TL;DR destination.load_type selects one of five strategies: append, overwrite (aka full_load), merge_upsert, merge_overwrite, scd2. Each maps onto a specific BaseEngine method.

Strategy matrix

load_type Engine method Touches existing rows? Keys required Typical use
append write_to_*(mode="append") no Event streams, fact tables where duplicates are acceptable.
overwrite / full_load write_to_*(mode="overwrite") replaces everything Daily snapshot dims, aggregates.
merge_upsert merge_to_* updates matched, inserts unmatched merge_keys Incremental CDC-style loads.
merge_overwrite merge_overwrite_to_* deletes matched rows then reinserts from source merge_keys "Rolling overwrite" when source always holds full current-state for a window.
scd2 scd2_* closes out matched, inserts new version merge_keys Slowly-changing dimensions with history.

full_load vs overwrite

Same semantics. full_load is kept for metadata authored before the enum was consolidated.

merge_upsert (SCD1 / CDC)

Standard upsert: rows with matching merge_keys are updated, rows without a match are inserted. Nothing is deleted.

"destination": {
  "load_type": "merge_upsert",
  "merge_keys": ["customer_id"]
}

merge_overwrite (rolling overwrite)

Used when the source always holds the current state for a set of keys and you want to replace the destination rows for those keys. Existing rows matching merge_keys are deleted and re-inserted from the source.

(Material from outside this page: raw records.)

fn owned_by(object: &Value, uid: &str) -> bool {
    object["metadata"]["ownerReferences"]
        .as_array()
        .map(|refs| refs.iter().any(|r| r["uid"].as_str() == Some(uid)))
        .unwrap_or(false)
}

#[async_trait]
impl ObjectStore for MemoryStore {
    async fn get(&self, key: &ObjectKey) -> Result<Value, StoreError> {
        self.objects
            .read()
            .await
            .get(key)
            .cloned()
            .ok_or_else(|| StoreError::NotFound(key.to_string()))
    }

    async fn list(
        &self,
        kind: &str,
        namespace: Option<&str>,
        selector: &LabelSelector,
    ) -> Result<Vec<Value>, StoreError> {
        let objects = self.objects.read().await;
        Ok(objects
            .iter()
            .filter(|(k, _)| k.kind == kind)
            .filter(|(k, _)| namespace.is_none() || k.namespace.as_deref() == namespace)
            .filter(|(_, v)| selector.matches(&labels_of(v)))
            .map(|(_, v)| v.clone())
            .collect())
    }

    async fn create(&self, kind: &str, mut object: Value) -> Result<Value, StoreError> {
        self.check_writable(kind)?;
        if !object.is_object() {
            return Err(StoreError::Invalid(format!("{} is not an object", kind)));
        }
        let key = object_key(kind, &object);
        if key.name.is_empty() {
            return Err(StoreError::Invalid(format!("{} without a name", kind)));
        }

        let mut objects = self.objects.write().await;
        if objects.contains_key(&key) {
            return Err(StoreError::AlreadyExists(key.to_string()));
        }

        if object["kind"].as_str().map(str::is_empty).unwrap_or(true) {
            object["kind"] = Value::from(kind);
        }
        let meta = &mut object["metadata"];
        if meta["uid"].as_str().map(str::is_empty).unwrap_or(true) {
            meta["uid"] = Value::from(uuid::Uuid::new_v4().to_string());
        }
        meta["resourceVersion"] = Value::from(self.next_version());
        meta["generation"] = Value::from(1);
        meta["creationTimestamp"] = serde_json::to_value(Utc::now())?;

        objects.insert(key.clone(), object.clone());
        debug!(key = %key, "object created");
        self.emit(WatchEventType::Added, kind, None, object.clone());
        Ok(object)
    }

    async fn update(&self, kind: &str, object: Value) -> Result<Value, StoreError> {
        self.check_writable(kind)?;
        if !object.is_object() {
            return Err(StoreError::Invalid(format!("{} is not an object", kind)));
        }
        let key = object_key(kind, &object);
        let mut objects = self.objects.write().await;
        let stored = objects
            .get(&key)
            .cloned()
            .ok_or_else(|| StoreError::NotFound(key.to_string()))?;
        Self::check_version(&key, &stored, &object)?;

        let mut new = object;
        set_status(&mut new, stored.get("status"));
        for field in ["uid", "creationTimestamp", "generation"] {
            new["metadata"][field] = stored["metadata"][field].clone();
        }
        Ok(self.commit_modified(&mut objects, key, stored, new))
    }

    async fn update_status(&self, kind: &str, object: Value) -> Result<Value, StoreError> {
        let key = object_key(kind, &object);
        let mut objects = self.objects.write().await;
        let stored = objects
            .get(&key)
            .cloned()
            .ok_or_else(|| StoreError::NotFound(key.to_string()))?;
        Self::check_version(&key, &stored, &object)?;

        let mut new = stored.clone();
        set_status(&mut new, object.get("status"));
        Ok(self.commit_modified(&mut objects, key, stored, new))
    }

    async fn patch(
        &self,
        key: &ObjectKey,
        subresource: Subresource,
        patch: Value,
    ) -> Result<Value, StoreError> {
        if subresource == Subresource::Main {
            self.check_writable(&key.kind)?;
        }
        let mut objects = self.objects.write().await;
        let stored = objects
            .get(key)
            .cloned()
            .ok_or_else(|| StoreError::NotFound(key.to_string()))?;
        Self::check_version(key, &stored, &patch)?;

        let mut new = stored.clone();
        match subresource {
            Subresource::Main => {
                merge_patch(&mut new, &patch);
                set_status(&mut new, stored.get("status"));
            }
            Subresource::Status => {
                let mut status = stored.get("status").cloned().unwrap_or(Value::Null);
                merge_patch(&mut status, &patch["status"]);
                set_status(&mut new, Some(&status));
            }
        }
        new["metadata"]["name"] = stored["metadata"]["name"].clone();
        new["metadata"]["uid"] = stored["metadata"]["uid"].clone();
        Ok(self.commit_modified(&mut objects, key.clone(), stored, new))
    }

    async fn delete(&self, key: &ObjectKey) -> Result<(), StoreError> {
        let mut objects = self.objects.write().await;
        let root = objects
            .remove(key)
            .ok_or_else(|| StoreError::NotFound(key.to_string()))?;

        let mut removed = vec![(key.clone(), root)];
        let mut cursor = 0;
        while cursor < removed.len() {
            let uid = removed[cursor].1["metadata"]["uid"].as_str().unwrap_or_default().to_string();
            cursor += 1;
            if uid.is_empty() {
                continue;
            }
            let dependents: Vec<ObjectKey> = objects
                .iter()
                .filter(|(_, v)| owned_by(v, &uid))
                .map(|(k, _)| k.clone())
                .collect();
            for dep in dependents {
                if let Some(v) = objects.remove(&dep) {
                    debug!(owner = %key, dependent = %dep, "garbage collected");
                    removed.push((dep, v));
                }
            }
        }

        for (k, v) in removed {
            self.emit(WatchEventType::Deleted, &k.kind, None, v);
        }
        Ok(())
    }

    async fn delete_collection(
        &self,
        kind: &str,
        namespace: Option<&str>,
        selector: &LabelSelector,
    ) -> Result<usize, StoreError> {
        let victims = self.list(kind, namespace, selector).await?;
        let mut deleted = 0;
        for v in victims {
            match self.delete(&object_key(kind, &v)).await {
                Ok(()) => deleted += 1,
                // Already collected as a dependent of an earlier victim.
                Err(StoreError::NotFound(_)) => {}
                Err(e) => return Err(e),
            }
        }
        Ok(deleted)
    }

    fn watch(&self) -> broadcast::Receiver<WatchEvent> {
        self.events.subscribe()
    }
}

#[cfg(test)]
mod tests {
    use super::*;
    use serde_json::json;

    fn cm(name: &str) -> Value {
        json!({"metadata": {"name": name, "namespace": "ns"}, "data": {"a": "1"}})
    }

    #[tokio::test]
    async fn test_create_assigns_metadata() {
        let store = MemoryStore::new();
        let created = store.create("ConfigMap", cm("one")).await.unwrap();
        assert!(created["metadata"]["uid"].is_string());
        assert!(created["metadata"]["resourceVersion"].is_string());
        assert_eq!(created["kind"], "ConfigMap");
        assert!(matches!(
            store.create("ConfigMap", cm("one")).await,
            Err(StoreError::AlreadyExists(_))
        ));
    }

    #[tokio::test]
    async fn test_update_rejects_stale_version() {
        let store = MemoryStore::new();
        let created = store.create("ConfigMap", cm("one")).await.unwrap();
        let mut first = created.clone();
        first["data"]["a"] = json!("2");
        store.update("ConfigMap", first).await.unwrap();

        let mut stale = created;
        stale["data"]["a"] = json!("3");
        assert!(store.update("ConfigMap", stale).await.unwrap_err().is_conflict());
    }

    #[tokio::test]
    async fn test_update_keeps_status_and_status_update_keeps_spec() {
        let store = MemoryStore::new();
        let obj = json!({"metadata": {"name": "f"}, "spec": {"x": 1}});
        store.create("Federation", obj).await.unwrap();

        let key = ObjectKey::new("Federation", None, "f");
        let mut with_status = store.get(&key).await.unwrap();
        with_status["status"] = json!({"type": "Pending"});
        with_status["spec"] = json!({"x": 99});
        store.update_status("Federation", with_status).await.unwrap();

        let stored = store.get(&key).await.unwrap();
        assert_eq!(stored["spec"]["x"], 1);
        assert_eq!(stored["status"]["type"], "Pending");

        let mut spec_change = stored.clone();
        spec_change["spec"]["x"] = json!(2);
        spec_change.as_object_mut().unwrap().remove("status");
        let updated = store.update("Federation", spec_change).await.unwrap();
        assert_eq!(updated["status"]["type"], "Pending");
        assert_eq!(updated["metadata"]["generation"], 2);
    }

    #[tokio::test]
    async fn test_merge_patch_removes_nulls() {
        let mut target = json!({"a": 1, "b": {"c": 2, "d": 3}});
        merge_patch(&mut target, &json!({"a": null, "b": {"c": 5}}));
        assert_eq!(target, json!({"b": {"c": 5, "d": 3}}));
    }

    #[tokio::test]
    async fn test_delete_collects_dependents() {
        let store = MemoryStore::new();
        let owner = store
            .create("Network", json!({"metadata": {"name": "net"}, "spec": {}}))
            .await
            .unwrap();
        let uid = owner["metadata"]["uid"].as_str().unwrap().to_string();
        store
            .create(
                "Channel",
                json!({"metadata": {"name": "ch", "ownerReferences": [{"apiVersion": "v", "kind": "Network", "name": "net", "uid": uid}]}, "spec": {}}),
            )
            .await
            .unwrap();

        let mut events = store.watch();
        store.delete(&ObjectKey::new("Network", None, "net")).await.unwrap();
        assert_eq!(store.count("Channel").await, 0);

        let first = events.recv().await.unwrap();
        assert_eq!(first.event_type, WatchEventType::Deleted);
        assert_eq!(first.kind, "Network");
        assert_eq!(events.recv().await.unwrap().kind, "Channel");
    }

    #[tokio::test]
    async fn test_list_filters_by_namespace_and_labels() {
        let store = MemoryStore::new();
        let mut labelled = cm("one");
        labelled["metadata"]["labels"] = json!({"app": "x"});
        store.create("ConfigMap", labelled).await.unwrap();
        store.create("ConfigMap", cm("two")).await.unwrap();

        let all = store.list("ConfigMap", Some("ns"), &LabelSelector::everything()).await.unwrap();
        assert_eq!(all.len(), 2);
        let selected = store
            .list("ConfigMap", None, &LabelSelector::eq("app", "x"))
            .await
            .unwrap();
        assert_eq!(selected.len(), 1);
        assert!(store.list("ConfigMap", Some("other"), &LabelSelector::everything()).await.unwrap().is_empty());
    }

    #[tokio::test]
    async fn test_rejected_kind_is_invalid() {
        let store = MemoryStore::new();
        store.reject_writes("ClusterRole");
        let err = store
            .create("ClusterRole", json!({"metadata": {"name": "r"}}))
            .await
            .unwrap_err();
        assert!(matches!(err, StoreError::Invalid(_)));
    }
}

Example: nightly snapshot of "last 7 days" — everything older is already final; everything inside the window is delivered fresh.

scd2 (Type 2 with history)

SCD2ColumnAdder (order 60) reads the metadata-declared destination.configure.scd2_effective_column (a source business-time column) and adds three framework columns before write:

  • __valid_from — copied from the effective column
  • __valid_to — initially NULL
  • __is_current — initially true

The engine's scd2_to_path / scd2_to_table then runs a two-step MERGE:

  1. Close step — for every source row whose merge_keys match a target row where __is_current = true and the source __valid_from is later than the target __valid_from (late-arrival guard), set __valid_to = source.__valid_from and __is_current = false.
  2. Append step — insert all source rows as new versions.

No hash column is stored; versioning is driven entirely by the effective-date column you nominate. See How-to · Merge & SCD2 for a worked example.

Choosing a strategy

flowchart TD
    A[Is history required?] -->|yes| B[scd2]
    A -->|no| C[Can source deliver full state?]
    C -->|full table| D[overwrite]
    C -->|delta rows only| E[Do duplicates matter?]
    E -->|no| F[append]
    E -->|yes, need latest-wins| G[merge_upsert]
    E -->|yes, need full refresh of matched keys| H[merge_overwrite]